mod pixels;

pub use pixels::{BYTES_PER_PIXEL, PixelBuffer};

slotmap::new_key_type! {
    pub struct ImageHandle;
}

/// Where a tile (or a whole layer) ends up rasterized.
#[derive(Debug, Clone, Copy, PartialEq, Eq, Hash)]
pub enum RenderingMode {
    /// GPU-texture-backed buffer, painted with a GL context current.
    Accelerated,
    /// CPU-backed pixel buffer.
    Unaccelerated,
}

impl RenderingMode {
    pub const fn is_accelerated(self) -> bool {
        matches!(self, RenderingMode::Accelerated)
    }

    pub const fn label(self) -> &'static str {
        match self {
            RenderingMode::Accelerated => "GPU",
            RenderingMode::Unaccelerated => "CPU",
        }
    }
}

#[derive(Debug, Clone, Copy, PartialEq, Eq, Hash)]
pub enum CompositeOperator {
    SourceOver,
    Copy,
}

#[derive(Debug, Clone, Copy, PartialEq, Eq, Hash, Default)]
pub struct Color {
    pub r: u8,
    pub g: u8,
    pub b: u8,
    pub a: u8,
}

impl Color {
    pub const TRANSPARENT_BLACK: Self = Self::rgba(0, 0, 0, 0);
    pub const BLACK: Self = Self::rgba(0, 0, 0, 255);
    pub const WHITE: Self = Self::rgba(255, 255, 255, 255);

    pub const fn rgba(r: u8, g: u8, b: u8, a: u8) -> Self {
        Self { r, g, b, a }
    }

    pub const fn is_opaque(self) -> bool {
        self.a == 255
    }

    /// Premultiplied RGBA8 bytes.
    pub fn premultiplied(self) -> [u8; 4] {
        let alpha = self.a as u32;
        let scale = |channel: u8| ((channel as u32 * alpha + 127) / 255) as u8;
        [scale(self.r), scale(self.g), scale(self.b), self.a]
    }
}

#[derive(Debug, Clone, Copy, PartialEq, Eq, Hash, Default)]
pub struct IntPoint {
    pub x: i32,
    pub y: i32,
}

impl IntPoint {
    pub const fn new(x: i32, y: i32) -> Self {
        Self { x, y }
    }
}

#[derive(Debug, Clone, Copy, PartialEq, Eq, Hash, Default)]
pub struct IntSize {
    pub width: i32,
    pub height: i32,
}

impl IntSize {
    pub const fn new(width: i32, height: i32) -> Self {
        Self { width, height }
    }

    pub const fn is_empty(self) -> bool {
        self.width <= 0 || self.height <= 0
    }

    pub fn area(self) -> u64 {
        if self.is_empty() {
            return 0;
        }
        self.width as u64 * self.height as u64
    }

    /// Scales and rounds up so the scaled size never loses a partial pixel.
    pub fn scaled(self, scale: f32) -> Self {
        Self {
            width: (self.width as f32 * scale).ceil() as i32,
            height: (self.height as f32 * scale).ceil() as i32,
        }
    }
}

#[derive(Debug, Clone, Copy, PartialEq, Eq, Hash, Default)]
pub struct IntRect {
    pub x: i32,
    pub y: i32,
    pub width: i32,
    pub height: i32,
}

impl IntRect {
    pub const fn new(x: i32, y: i32, width: i32, height: i32) -> Self {
        Self {
            x,
            y,
            width,
            height,
        }
    }

    pub const fn from_size(size: IntSize) -> Self {
        Self::new(0, 0, size.width, size.height)
    }

    pub const fn location(self) -> IntPoint {
        IntPoint::new(self.x, self.y)
    }

    pub const fn size(self) -> IntSize {
        IntSize::new(self.width, self.height)
    }

    pub const fn max_x(self) -> i32 {
        self.x + self.width
    }

    pub const fn max_y(self) -> i32 {
        self.y + self.height
    }

    pub const fn is_empty(self) -> bool {
        self.width <= 0 || self.height <= 0
    }

    pub fn area(self) -> u64 {
        self.size().area()
    }

    pub fn contains(self, other: IntRect) -> bool {
        other.is_empty()
            || (self.x <= other.x
                && self.y <= other.y
                && self.max_x() >= other.max_x()
                && self.max_y() >= other.max_y())
    }

    pub fn intersects(self, other: IntRect) -> bool {
        !self.intersection(other).is_empty()
    }

    pub fn intersection(self, other: IntRect) -> IntRect {
        let x = self.x.max(other.x);
        let y = self.y.max(other.y);
        let max_x = self.max_x().min(other.max_x());
        let max_y = self.max_y().min(other.max_y());
        if max_x <= x || max_y <= y {
            return IntRect::default();
        }
        IntRect::new(x, y, max_x - x, max_y - y)
    }

    pub fn union(self, other: IntRect) -> IntRect {
        if self.is_empty() {
            return other;
        }
        if other.is_empty() {
            return self;
        }
        let x = self.x.min(other.x);
        let y = self.y.min(other.y);
        let max_x = self.max_x().max(other.max_x());
        let max_y = self.max_y().max(other.max_y());
        IntRect::new(x, y, max_x - x, max_y - y)
    }

    pub fn translated(self, dx: i32, dy: i32) -> IntRect {
        IntRect::new(self.x + dx, self.y + dy, self.width, self.height)
    }
}

#[derive(Debug, Clone, Copy, PartialEq, Default)]
pub struct FloatRect {
    pub x: f32,
    pub y: f32,
    pub width: f32,
    pub height: f32,
}

impl FloatRect {
    pub const fn new(x: f32, y: f32, width: f32, height: f32) -> Self {
        Self {
            x,
            y,
            width,
            height,
        }
    }

    pub fn max_x(self) -> f32 {
        self.x + self.width
    }

    pub fn max_y(self) -> f32 {
        self.y + self.height
    }

    pub fn is_empty(self) -> bool {
        self.width <= 0.0 || self.height <= 0.0
    }

    pub fn scaled(self, scale: f32) -> FloatRect {
        FloatRect::new(
            self.x * scale,
            self.y * scale,
            self.width * scale,
            self.height * scale,
        )
    }

    pub fn translated(self, dx: f32, dy: f32) -> FloatRect {
        FloatRect::new(self.x + dx, self.y + dy, self.width, self.height)
    }

    pub fn intersection(self, other: FloatRect) -> FloatRect {
        let x = self.x.max(other.x);
        let y = self.y.max(other.y);
        let max_x = self.max_x().min(other.max_x());
        let max_y = self.max_y().min(other.max_y());
        if max_x <= x || max_y <= y {
            return FloatRect::default();
        }
        FloatRect::new(x, y, max_x - x, max_y - y)
    }

    /// Smallest integer rect covering every touched pixel.
    pub fn enclosing_int_rect(self) -> IntRect {
        if self.is_empty() {
            return IntRect::default();
        }
        let x = self.x.floor() as i32;
        let y = self.y.floor() as i32;
        let max_x = self.max_x().ceil() as i32;
        let max_y = self.max_y().ceil() as i32;
        IntRect::new(x, y, max_x - x, max_y - y)
    }
}

impl From<IntRect> for FloatRect {
    fn from(rect: IntRect) -> Self {
        FloatRect::new(
            rect.x as f32,
            rect.y as f32,
            rect.width as f32,
            rect.height as f32,
        )
    }
}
::::::::
§ Try it: Return the full listing unchanged.

§ Exercise result:
mod pixels;

pub use pixels::{BYTES_PER_PIXEL, PixelBuffer};

slotmap::new_key_type! {
    pub struct ImageHandle;
}

/// Where a tile (or a whole layer) ends up rasterized.
#[derive(Debug, Clone, Copy, PartialEq, Eq, Hash)]
pub enum RenderingMode {
    /// GPU-texture-backed buffer, painted with a GL context current.
    Accelerated,
    /// CPU-backed pixel buffer.
    Unaccelerated,
}

impl RenderingMode {
    pub const fn is_accelerated(self) -> bool {
        matches!(self, RenderingMode::Accelerated)
    }

    pub const fn label(self) -> &'static str {
        match self {
            RenderingMode::Accelerated => "GPU",
            RenderingMode::Unaccelerated => "CPU",
        }
    }
}

#[derive(Debug, Clone, Copy, PartialEq, Eq, Hash)]
pub enum CompositeOperator {
    SourceOver,
    Copy,
}

#[derive(Debug, Clone, Copy, PartialEq, Eq, Hash, Default)]
pub struct Color {
    pub r: u8,
    pub g: u8,
    pub b: u8,
    pub a: u8,
}

impl Color {
    pub const TRANSPARENT_BLACK: Self = Self::rgba(0, 0, 0, 0);
    pub const BLACK: Self = Self::rgba(0, 0, 0, 255);
    pub const WHITE: Self = Self::rgba(255, 255, 255, 255);

    pub const fn rgba(r: u8, g: u8, b: u8, a: u8) -> Self {
        Self { r, g, b, a }
    }

    pub const fn is_opaque(self) -> bool {
        self.a == 255
    }

    /// Premultiplied RGBA8 bytes.
    pub fn premultiplied(self) -> [u8; 4] {
        let alpha = self.a as u32;
        let scale = |channel: u8| ((channel as u32 * alpha + 127) / 255) as u8;
        [scale(self.r), scale(self.g), scale(self.b), self.a]
    }
}

#[derive(Debug, Clone, Copy, PartialEq, Eq, Hash, Default)]
pub struct IntPoint {
    pub x: i32,
    pub y: i32,
}

impl IntPoint {
    pub const fn new(x: i32, y: i32) -> Self {
        Self { x, y }
    }
}

#[derive(Debug, Clone, Copy, PartialEq, Eq, Hash, Default)]
pub struct IntSize {
    pub width: i32,
    pub height: i32,
}

impl IntSize {
    pub const fn new(width: i32, height: i32) -> Self {
        Self { width, height }
    }

    pub const fn is_empty(self) -> bool {
        self.width <= 0 || self.height <= 0
    }

    pub fn area(self) -> u64 {
        if self.is_empty() {
            return 0;
        }
        self.width as u64 * self.height as u64
    }

    /// Scales and rounds up so the scaled size never loses a partial pixel.
    pub fn scaled(self, scale: f32) -> Self {
        Self {
            width: (self.width as f32 * scale).ceil() as i32,
            height: (self.height as f32 * scale).ceil() as i32,
        }
    }
}

#[derive(Debug, Clone, Copy, PartialEq, Eq, Hash, Default)]
pub struct IntRect {
    pub x: i32,
    pub y: i32,
    pub width: i32,
    pub height: i32,
}

impl IntRect {
    pub const fn new(x: i32, y: i32, width: i32, height: i32) -> Self {
        Self {
            x,
            y,
            width,
            height,
        }
    }

    pub const fn from_size(size: IntSize) -> Self {
        Self::new(0, 0, size.width, size.height)
    }

    pub const fn location(self) -> IntPoint {
        IntPoint::new(self.x, self.y)
    }

    pub const fn size(self) -> IntSize {
        IntSize::new(self.width, self.height)
    }

    pub const fn max_x(self) -> i32 {
        self.x + self.width
    }

    pub const fn max_y(self) -> i32 {
        self.y + self.height
    }

    pub const fn is_empty(self) -> bool {
        self.width <= 0 || self.height <= 0
    }

    pub fn area(self) -> u64 {
        self.size().area()
    }

    pub fn contains(self, other: IntRect) -> bool {
        other.is_empty()
            || (self.x <= other.x
                && self.y <= other.y
                && self.max_x() >= other.max_x()
                && self.max_y() >= other.max_y())
    }

    pub fn intersects(self, other: IntRect) -> bool {
        !self.intersection(other).is_empty()
    }

    pub fn intersection(self, other: IntRect) -> IntRect {
        let x = self.x.max(other.x);
        let y = self.y.max(other.y);
        let max_x = self.max_x().min(other.max_x());
        let max_y = self.max_y().min(other.max_y());
        if max_x <= x || max_y <= y {
            return IntRect::default();
        }
        IntRect::new(x, y, max_x - x, max_y - y)
    }

    pub fn union(self, other: IntRect) -> IntRect {
        if self.is_empty() {
            return other;
        }
        if other.is_empty() {
            return self;
        }
        let x = self.x.min(other.x);
        let y = self.y.min(other.y);
        let max_x = self.max_x().max(other.max_x());
        let max_y = self.max_y().max(other.max_y());
        IntRect::new(x, y, max_x - x, max_y - y)
    }

    pub fn translated(self, dx: i32, dy: i32) -> IntRect {
        IntRect::new(self.x + dx, self.y + dy, self.width, self.height)
    }
}

#[derive(Debug, Clone, Copy, PartialEq, Default)]
pub struct FloatRect {
    pub x: f32,
    pub y: f32,
    pub width: f32,
    pub height: f32,
}

impl FloatRect {
    pub const fn new(x: f32, y: f32, width: f32, height: f32) -> Self {
        Self {
            x,
            y,
            width,
            height,
        }
    }

    pub fn max_x(self) -> f32 {
        self.x + self.width
    }

    pub fn max_y(self) -> f32 {
        self.y + self.height
    }

    pub fn is_empty(self) -> bool {
        self.width <= 0.0 || self.height <= 0.0
    }

    pub fn scaled(self, scale: f32) -> FloatRect {
        FloatRect::new(
            self.x * scale,
            self.y * scale,
            self.width * scale,
            self.height * scale,
        )
    }

    pub fn translated(self, dx: f32, dy: f32) -> FloatRect {
        FloatRect::new(self.x + dx, self.y + dy, self.width, self.height)
    }

    pub fn intersection(self, other: FloatRect) -> FloatRect {
        let x = self.x.max(other.x);
        let y = self.y.max(other.y);
        let max_x = self.max_x().min(other.max_x());
        let max_y = self.max_y().min(other.max_y());
        if max_x <= x || max_y <= y {
            return FloatRect::default();
        }
        FloatRect::new(x, y, max_x - x, max_y - y)
    }

    /// Smallest integer rect covering every touched pixel.
    pub fn enclosing_int_rect(self) -> IntRect {
        if self.is_empty() {
            return IntRect::default();
        }
        let x = self.x.floor() as i32;
        let y = self.y.floor() as i32;
        let max_x = self.max_x().ceil() as i32;
        let max_y = self.max_y().ceil() as i32;
        IntRect::new(x, y, max_x - x, max_y - y)
    }
}

impl From<IntRect> for FloatRect {
    fn from(rect: IntRect) -> Self {
        FloatRect::new(
            rect.x as f32,
            rect.y as f32,
            rect.width as f32,
            rect.height as f32,
        )
    }
}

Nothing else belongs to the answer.